(updated March 25, 2020)

Get up to date information about Macalester’s response

Health and Wellness: Response to COVID-19

Check out Remote Teaching and Learning

This site contains tips to help faculty move their courses online, including broad suggestions about remote pedagogyadvice on scheduling, and strategies for translating specific in-person activities to an online environment. For further assistance, we invite faculty to get in touch with us, and to attend workshops and drop-in sessions run through the DLA and Serie Center. Faculty can also sign up for a Moodle site dedicated to conversation and link-sharing about teaching online,

The shift to virtual: Pedagogical implications and technology resources

As we continue to make changes on campus in response to the spread of the coronavirus, we want to emphasize that this is an important opportunity to be in community and to think collaboratively about the kind of mobilization efforts we need – and are capable of – not only now, but also for other current, emergent, and future challenges or crises we are facing or might face, together. At the bottom of this page are links that offer important context about racism and xenophobia in the face of this public health crisis; what are some other “teachable moments” afforded by this particular situation?

I recently shared some additional perspective about the current moment in which we find ourselves on our listserv. This is definitely a chance to be our most deeply human selves: flexible, patient, kind, and creative. Please extend that to yourself, to your students, and to everyone else around you.

It is useful to think through the pedagogical implications of shifting our classes into a virtual space. What learning goals and assessment strategies might need to be adjusted? What might it mean to think in terms of “learning time” rather than “class time”? How can we best maintain a sense of community in a virtual format? How can you maximize opportunities for meaningful engagement among the students, with the course content, and with you as the instructor when you aren’t physically together?
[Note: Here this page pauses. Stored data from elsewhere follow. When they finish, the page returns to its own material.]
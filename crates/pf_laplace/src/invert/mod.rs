// crates/pf_laplace/src/invert/mod.rs

//! 垂直拉普拉斯反演核心
//!
//! 把二维 (x, z) 物理网格与逐格点 PDE 系数翻译成稀疏线性系统
//! （x 方向一维域分解），调用可配置的 Krylov 方法求解，再把解
//! 映射回二维场。
//!
//! # 子模块
//!
//! - [`config`]: 配置、方法/预条件器枚举、求解标志
//! - [`coeffs`]: 系数场与逐点求值
//! - [`stencil`]: 二阶/四阶差分模板与边界行模板
//! - [`index_map`]: 本地 (x, z, 偏移) → 全局行列索引
//! - [`system`]: 行计划、稀疏模式与数值组装
//! - [`marshal`]: 场 ↔ 向量搬运
//! - [`solver`]: 反演驱动与用户预条件适配

pub mod coeffs;
pub mod config;
pub mod index_map;
pub mod marshal;
pub mod stencil;
pub mod system;

pub mod solver;

pub use coeffs::{Coefficients, StencilCoeffs};
pub use config::{BoundaryFlags, KrylovMethod, LaplaceConfig, PreconKind, SolveFlags};
pub use index_map::IndexMap;
pub use solver::{LaplaceSolver, ShellPreconditioner, SolveStats};
pub use system::{LinearSystem, RowPlan};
Suggestions, techniques, and evidence-based strategies for maximizing effective online engagement and learning

Many schools have developed practices and policies for shifting or adapting teaching in the event of an emergency or other unexpected event. Indiana University offers a range of helpful guidelines and strategies. Members of the HASTAC (Humanities, Arts, Science, and Technology Alliance and Collaboratory) offer some useful perspective and a range of resources for shifting to online in a hurry / under duress. 

If you learn of discipline-specific or other recommendations that would be useful to share in this space, please send them to Joan Ostrove (ostrove@macalester.edu).

Moving fine arts courses to a virtual space

Moving laboratory courses to a virtual space

Access, additional support, and equity considerations

  • If you know of a student who does not have access to a device that could support the use of Zoom or other relevant technologies, or on which they can write papers or otherwise reasonably do their work away from campus, please encourage them to contact the ITS Help Desk (651-696-6525). The Help Desk will also assist students who will not have access to reliable wifi.
  • Disability Services at Mac acknowledges the significant effort required to quickly adapt your courses to online learning models. In collaboration with campus partners, they are building a set of resources and useful information on their Disability Services Faculty website.  Some students may encounter disability-related barriers with online instruction or assessment (e.g., students who use assistive technology, have vision- or hearing-based limitations) that may uniquely impact their learning. We are continuously working on how to provide comprehensive online access for all students. The staff are available to collaborate with you and support the transition to ensure that access for students with disabilities is maintained (please contact them at disabilityservice@macalester.edu with any questions or concerns).  It is quite possible that even with this accelerated timeline for shifting to virtual teaching, the tools you learn will continue to be part of your instructional access in the future.
  • Moving classes online: Build in accessibility from the beginning (late-breaking advice from Disability Studies professor Aimi Hamraie)
  • The MAX Center counselors are ready to help your students. Faculty can contact MAX Center professional staff with any questions and concerns. Please tell students not to contact MAX Center tutors directly for remote or in-person tutoring assistance; instead direct them to the Max Center website. As our services change, we will update the site with the services we can provide.

  • You may find that the virtual environment offers students who don’t typically participate in class discussion, for example, a chance to share their thoughts and ideas. Please keep track of what you learn from this shift, in case there are strategies that could be implemented to maximize inclusivity and engagement in the “regular” classroom context.